Personal information
- Born: 30 October 1917 Prato Carnico, Italy
- Died: 4 January 1998 (aged 80) Rome, Italy

Chess career
- Country: Italy

= Giuseppe Primavera =

Italian chess player

Giuseppe Primavera (/it/ 30 October 1917 – 4 January 1998) was an Italian chess player, Italian Chess Championship medalist (1948, 1953, 1954, 1970).

==Biography==
Giuseppe Primavera won four medals in Italian Chess Championships: two silver (1948 - after losing an additional match to Vincenzo Castaldi, 1970) and two bronze (1953, 1954) medals. He won the Italian Team Chess Championships six times: three times with the team of the Roman Academy of Chess (1959, 1971, 1973) and three times with the team of municipal employees of Rome (1963, 1964, 1966). In 1953, Giuseppe Primavera shared 1st-2nd place with Anthony Santasiere in the International Chess Tournament in Milan. He was a participant in strong international chess tournaments in Venice (1948, 1950).

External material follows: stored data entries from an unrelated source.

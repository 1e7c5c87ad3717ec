use std::collections::HashSet;
use std::path::{Path, PathBuf};
use std::time::Duration;

use anyhow::{bail, Context, Result};
use serde::Deserialize;

/// Top-level configuration for the tunnelmon agent.
#[derive(Debug, Deserialize)]
pub struct Config {
    /// Logging verbosity (debug, info, warn, error). Default: "info".
    #[serde(default = "default_log_level")]
    #[allow(dead_code)]
    pub log_level: String,

    /// Session and traffic store configuration.
    #[serde(default)]
    pub store: StoreConfig,

    /// Prometheus health metrics server configuration.
    #[serde(default)]
    pub health: HealthConfig,

    /// How often every server's status file is read. Default: 60s.
    #[serde(default = "default_poll_interval", with = "humantime_serde")]
    pub poll_interval: Duration,

    /// History retention configuration.
    #[serde(default)]
    pub retention: RetentionConfig,

    /// Query pagination configuration.
    #[serde(default)]
    pub query: QueryConfig,

    /// Monitored servers. At least one is required.
    #[serde(default)]
    pub servers: Vec<ServerConfig>,
}

/// Session and traffic store configuration.
#[derive(Debug, Deserialize)]
pub struct StoreConfig {
    /// SQLite database path. Default: "tunnelmon.db".
    #[serde(default = "default_store_path")]
    pub path: PathBuf,
}

/// Prometheus health metrics server configuration.
#[derive(Debug, Deserialize)]
pub struct HealthConfig {
    /// Listen address. Default: ":9090".
    #[serde(default = "default_health_addr")]
    pub addr: String,
}

/// History retention configuration.
///
/// Traffic samples age out before sessions do; the session horizon bounds
/// the traffic horizon so per-identity rollups never rest on traffic history
/// that outlived its sessions.
#[derive(Debug, Deserialize)]
pub struct RetentionConfig {
    /// How long closed sessions are kept. Default: 90 days.
    #[serde(default = "default_sessions_retention", with = "humantime_serde")]
    pub sessions: Duration,

    /// How long traffic samples are kept. Default: 30 days.
    #[serde(default = "default_traffic_retention", with = "humantime_serde")]
    pub traffic: Duration,

    /// How often the retention sweep runs. Default: 24h.
    #[serde(default = "default_sweep_interval", with = "humantime_serde")]
    pub sweep_interval: Duration,
}

/// Pagination bounds for query accessors.
#[derive(Debug, Clone, Copy, Deserialize)]
pub struct QueryConfig {
    /// Page size when the caller does not ask for one. Default: 50.
    #[serde(default = "default_query_limit")]
    pub default_limit: u32,

    /// Hard cap on requested page sizes. Default: 500.
    #[serde(default = "default_query_max_limit")]
    pub max_limit: u32,
}

/// One monitored concentrator.
#[derive(Debug, Clone, Deserialize)]
pub struct ServerConfig {
    /// Server name used in stored rows, logs and metric labels.
    pub name: String,

    /// Path to the server's status file.
    pub status_file: PathBuf,
}

// --- Default value functions ---

fn default_log_level() -> String {
    "info".to_string()
}

fn default_store_path() -> PathBuf {
    PathBuf::from("tunnelmon.db")
}

fn default_health_addr() -> String {
    ":9090".to_string()
}

fn default_poll_interval() -> Duration {
    Duration::from_secs(60)
}

fn default_sessions_retention() -> Duration {
    Duration::from_secs(90 * 24 * 60 * 60)
}

fn default_traffic_retention() -> Duration {
    Duration::from_secs(30 * 24 * 60 * 60)
}

fn default_sweep_interval() -> Duration {
    Duration::from_secs(24 * 60 * 60)
}

fn default_query_limit() -> u32 {
    50
}

fn default_query_max_limit() -> u32 {
    500
}

// --- Default trait impls ---

impl Default for Config {
    fn default() -> Self {
        Self {
            log_level: default_log_level(),
            store: StoreConfig::default(),
            health: HealthConfig::default(),
            poll_interval: default_poll_interval(),
            retention: RetentionConfig::default(),
            query: QueryConfig::default(),
            servers: Vec::new(),
        }
    }
}

impl Default for StoreConfig {
    fn default() -> Self {
        Self {
            path: default_store_path(),
        }
    }
}

impl Default for HealthConfig {
    fn default() -> Self {
        Self {
            addr: default_health_addr(),
        }
    }
}

impl Default for RetentionConfig {
    fn default() -> Self {
        Self {
            sessions: default_sessions_retention(),
            traffic: default_traffic_retention(),
            sweep_interval: default_sweep_interval(),
        }
    }
}

impl Default for QueryConfig {
    fn default() -> Self {
        Self {
            default_limit: default_query_limit(),
            max_limit: default_query_max_limit(),
        }
    }
}

// --- Validation and loading ---

impl Config {
    /// Load configuration from a YAML file.
    pub fn load(path: &Path) -> Result<Self> {
        let data = std::fs::read_to_string(path)
            .with_context(|| format!("reading config file {}", path.display()))?;

        let cfg: Config = serde_yaml::from_str(&data)
            .with_context(|| format!("parsing config file {}", path.display()))?;

        cfg.validate()?;

        Ok(cfg)
    }

    /// Validate the configuration for required fields and consistency.
    pub fn validate(&self) -> Result<()> {
        if self.store.path.as_os_str().is_empty() {
            bail!("store.path is required");
        }

        if self.poll_interval.is_zero() {
            bail!("poll_interval must be positive");
        }

        if self.retention.sessions.is_zero() {
            bail!("retention.sessions must be positive");
        }
        if self.retention.traffic.is_zero() {
            bail!("retention.traffic must be positive");
        }
        if self.retention.sweep_interval.is_zero() {
            bail!("retention.sweep_interval must be positive");
        }
        if self.retention.traffic > self.retention.sessions {
            bail!("retention.traffic must not exceed retention.sessions");
        }

        if self.query.default_limit == 0 {
            bail!("query.default_limit must be positive");
        }
        if self.query.default_limit > self.query.max_limit {
            bail!("query.default_limit must not exceed query.max_limit");
        }

        if self.servers.is_empty() {
            bail!("at least one server is required");
        }

        let mut names = HashSet::new();
        for (idx, server) in self.servers.iter().enumerate() {
            if server.name.is_empty() {
                bail!("servers[{idx}].name is required");
            }
            if server.status_file.as_os_str().is_empty() {
                bail!("servers[{idx}].status_file is required");
            }
            if !names.insert(server.name.as_str()) {
                bail!("duplicate server name: {}", server.name);
            }
        }

        Ok(())
    }
}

Giuseppe Primavera played for Italy in the Chess Olympiads:
- In 1950, at reserve board in the 9th Chess Olympiad in Dubrovnik (+3, =4, -5),
- In 1952, at reserve board in the 10th Chess Olympiad in Helsinki (+3, =4, -6),
- In 1958, at first board in the 13th Chess Olympiad in Munich (+5, =6, -4),
- In 1968, at fourth board in the 18th Chess Olympiad in Lugano (+3, =3, -5),
- In 1970, at third board in the 19th Chess Olympiad in Siegen (+1, =5, -5).

Also Giuseppe Primavera played for Italy in the Clare Benedict Chess Cup (1973).

In 1973, Giuseppe Primavera was one of the founders of the organization AMIS (Association of Chess Masters of Italy). In 1973-1974 he published the chess magazine Tutto Schacchi.